[Dataset excerpts]

++++++++

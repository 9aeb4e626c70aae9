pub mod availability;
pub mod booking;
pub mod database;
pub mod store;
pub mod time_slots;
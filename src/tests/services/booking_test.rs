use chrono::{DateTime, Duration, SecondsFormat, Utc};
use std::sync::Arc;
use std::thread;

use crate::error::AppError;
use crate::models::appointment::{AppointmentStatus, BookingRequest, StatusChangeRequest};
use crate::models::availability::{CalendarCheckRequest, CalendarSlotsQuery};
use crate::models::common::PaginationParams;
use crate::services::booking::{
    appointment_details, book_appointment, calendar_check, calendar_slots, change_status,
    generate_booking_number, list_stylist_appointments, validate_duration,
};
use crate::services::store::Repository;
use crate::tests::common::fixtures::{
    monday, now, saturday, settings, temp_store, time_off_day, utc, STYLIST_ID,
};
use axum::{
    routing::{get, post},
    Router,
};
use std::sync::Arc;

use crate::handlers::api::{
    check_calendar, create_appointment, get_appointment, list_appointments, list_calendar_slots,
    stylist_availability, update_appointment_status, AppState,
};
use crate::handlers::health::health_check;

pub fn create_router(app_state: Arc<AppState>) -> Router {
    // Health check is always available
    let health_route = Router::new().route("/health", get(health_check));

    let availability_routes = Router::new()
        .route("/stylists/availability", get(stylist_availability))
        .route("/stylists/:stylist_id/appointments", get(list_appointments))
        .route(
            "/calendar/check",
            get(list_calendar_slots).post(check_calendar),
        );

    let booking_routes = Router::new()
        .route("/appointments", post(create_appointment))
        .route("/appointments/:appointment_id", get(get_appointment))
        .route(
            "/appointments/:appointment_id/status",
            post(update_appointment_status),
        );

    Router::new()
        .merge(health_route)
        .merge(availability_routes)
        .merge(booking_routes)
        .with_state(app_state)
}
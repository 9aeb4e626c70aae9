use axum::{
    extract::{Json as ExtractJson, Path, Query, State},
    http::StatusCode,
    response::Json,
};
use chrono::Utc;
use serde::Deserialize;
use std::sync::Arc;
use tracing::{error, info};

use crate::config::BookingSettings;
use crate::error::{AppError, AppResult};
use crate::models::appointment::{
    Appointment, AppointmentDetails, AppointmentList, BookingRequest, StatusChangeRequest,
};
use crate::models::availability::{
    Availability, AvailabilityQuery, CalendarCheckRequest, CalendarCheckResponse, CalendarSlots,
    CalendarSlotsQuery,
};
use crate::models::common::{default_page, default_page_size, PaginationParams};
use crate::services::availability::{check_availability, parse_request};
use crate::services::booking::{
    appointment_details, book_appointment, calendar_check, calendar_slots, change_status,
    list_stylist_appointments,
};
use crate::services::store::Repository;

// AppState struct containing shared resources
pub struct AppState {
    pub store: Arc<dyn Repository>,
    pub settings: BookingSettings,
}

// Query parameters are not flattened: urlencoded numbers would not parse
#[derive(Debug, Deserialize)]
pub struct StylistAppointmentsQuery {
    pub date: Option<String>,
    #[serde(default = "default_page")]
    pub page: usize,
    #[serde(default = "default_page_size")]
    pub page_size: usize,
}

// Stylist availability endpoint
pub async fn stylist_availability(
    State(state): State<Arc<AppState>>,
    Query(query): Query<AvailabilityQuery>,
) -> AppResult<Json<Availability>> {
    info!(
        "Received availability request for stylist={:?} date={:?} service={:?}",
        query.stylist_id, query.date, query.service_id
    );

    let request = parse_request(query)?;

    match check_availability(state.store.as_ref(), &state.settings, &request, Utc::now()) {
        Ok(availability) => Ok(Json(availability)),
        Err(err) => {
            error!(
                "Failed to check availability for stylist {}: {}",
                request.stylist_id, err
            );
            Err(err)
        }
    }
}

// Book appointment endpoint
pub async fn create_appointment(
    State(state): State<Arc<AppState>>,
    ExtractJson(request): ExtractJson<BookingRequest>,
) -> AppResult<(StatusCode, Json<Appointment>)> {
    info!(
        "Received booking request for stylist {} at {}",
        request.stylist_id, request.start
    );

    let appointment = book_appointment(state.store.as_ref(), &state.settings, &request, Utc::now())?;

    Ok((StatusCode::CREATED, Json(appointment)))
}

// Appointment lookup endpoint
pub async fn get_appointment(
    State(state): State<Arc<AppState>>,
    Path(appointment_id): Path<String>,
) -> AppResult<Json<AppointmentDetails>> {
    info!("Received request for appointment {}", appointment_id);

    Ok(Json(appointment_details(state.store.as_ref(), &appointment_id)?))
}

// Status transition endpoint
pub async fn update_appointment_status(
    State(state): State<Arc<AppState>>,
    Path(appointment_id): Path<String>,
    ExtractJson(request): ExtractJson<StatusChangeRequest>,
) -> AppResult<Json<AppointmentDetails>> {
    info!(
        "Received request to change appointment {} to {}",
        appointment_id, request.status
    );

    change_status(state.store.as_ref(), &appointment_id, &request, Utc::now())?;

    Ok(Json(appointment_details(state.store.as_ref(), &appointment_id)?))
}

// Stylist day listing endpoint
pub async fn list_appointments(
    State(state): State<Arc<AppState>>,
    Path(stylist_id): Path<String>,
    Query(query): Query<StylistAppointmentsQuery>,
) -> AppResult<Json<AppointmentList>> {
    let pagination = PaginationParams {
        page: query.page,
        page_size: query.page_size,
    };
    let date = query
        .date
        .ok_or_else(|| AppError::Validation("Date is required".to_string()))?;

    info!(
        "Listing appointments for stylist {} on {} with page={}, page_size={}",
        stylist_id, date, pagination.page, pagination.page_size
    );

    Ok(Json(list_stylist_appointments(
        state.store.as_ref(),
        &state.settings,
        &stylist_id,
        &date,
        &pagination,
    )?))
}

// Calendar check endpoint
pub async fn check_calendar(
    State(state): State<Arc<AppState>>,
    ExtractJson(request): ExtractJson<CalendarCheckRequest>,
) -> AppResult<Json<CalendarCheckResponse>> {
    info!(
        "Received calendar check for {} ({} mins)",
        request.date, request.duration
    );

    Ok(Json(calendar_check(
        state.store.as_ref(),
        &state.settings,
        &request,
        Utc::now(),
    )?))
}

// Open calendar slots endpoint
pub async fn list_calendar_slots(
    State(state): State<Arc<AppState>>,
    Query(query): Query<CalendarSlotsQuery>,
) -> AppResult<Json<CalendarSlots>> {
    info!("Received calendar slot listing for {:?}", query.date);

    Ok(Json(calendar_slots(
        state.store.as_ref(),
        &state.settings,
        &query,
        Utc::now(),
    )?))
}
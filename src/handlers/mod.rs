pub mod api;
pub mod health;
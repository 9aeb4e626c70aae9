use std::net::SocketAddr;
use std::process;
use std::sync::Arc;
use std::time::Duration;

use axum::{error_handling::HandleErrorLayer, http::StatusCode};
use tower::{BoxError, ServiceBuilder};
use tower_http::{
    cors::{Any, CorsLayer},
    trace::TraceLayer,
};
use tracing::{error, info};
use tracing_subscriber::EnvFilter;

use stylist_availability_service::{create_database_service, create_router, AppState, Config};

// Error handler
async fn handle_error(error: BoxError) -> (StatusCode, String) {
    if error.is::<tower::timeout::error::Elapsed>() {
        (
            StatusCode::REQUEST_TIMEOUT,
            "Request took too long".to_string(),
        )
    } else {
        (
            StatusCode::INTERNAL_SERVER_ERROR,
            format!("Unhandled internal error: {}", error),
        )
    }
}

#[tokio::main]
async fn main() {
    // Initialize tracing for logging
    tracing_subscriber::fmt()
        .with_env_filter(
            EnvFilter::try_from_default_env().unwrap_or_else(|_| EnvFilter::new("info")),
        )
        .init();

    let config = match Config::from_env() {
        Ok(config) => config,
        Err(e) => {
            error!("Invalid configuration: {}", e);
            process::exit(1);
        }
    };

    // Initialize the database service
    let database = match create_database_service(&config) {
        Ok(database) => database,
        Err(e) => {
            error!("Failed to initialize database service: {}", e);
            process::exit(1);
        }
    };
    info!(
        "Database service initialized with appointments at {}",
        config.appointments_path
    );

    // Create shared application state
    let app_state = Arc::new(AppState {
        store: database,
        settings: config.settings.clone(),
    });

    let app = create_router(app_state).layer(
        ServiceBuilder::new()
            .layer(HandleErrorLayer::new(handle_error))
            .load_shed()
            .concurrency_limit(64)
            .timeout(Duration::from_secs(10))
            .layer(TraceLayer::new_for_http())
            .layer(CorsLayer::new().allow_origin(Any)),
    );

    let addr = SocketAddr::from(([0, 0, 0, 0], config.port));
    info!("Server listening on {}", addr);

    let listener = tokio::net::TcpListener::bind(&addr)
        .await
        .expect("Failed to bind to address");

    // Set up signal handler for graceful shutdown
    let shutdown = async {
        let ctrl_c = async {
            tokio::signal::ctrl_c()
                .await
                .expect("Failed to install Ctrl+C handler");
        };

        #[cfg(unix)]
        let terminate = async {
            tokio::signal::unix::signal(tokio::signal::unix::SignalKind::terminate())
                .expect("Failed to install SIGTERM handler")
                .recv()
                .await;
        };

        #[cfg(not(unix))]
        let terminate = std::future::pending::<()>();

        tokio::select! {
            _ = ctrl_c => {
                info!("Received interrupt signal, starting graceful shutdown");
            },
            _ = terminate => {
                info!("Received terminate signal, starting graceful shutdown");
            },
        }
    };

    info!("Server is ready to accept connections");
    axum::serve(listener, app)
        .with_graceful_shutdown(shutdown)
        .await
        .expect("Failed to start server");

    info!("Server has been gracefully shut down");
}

++++++++

- What is needed -
Return all lines from the data above with "Received" in them.

- Result of this task -
        "Received availability request for stylist={:?} date={:?} service={:?}",
        "Received booking request for stylist {} at {}",
    info!("Received request for appointment {}", appointment_id);
        "Received request to change appointment {} to {}",
        "Received calendar check for {} ({} mins)",
    info!("Received calendar slot listing for {:?}", query.date);
                info!("Received interrupt signal, starting graceful shutdown");
                info!("Received terminate signal, starting graceful shutdown");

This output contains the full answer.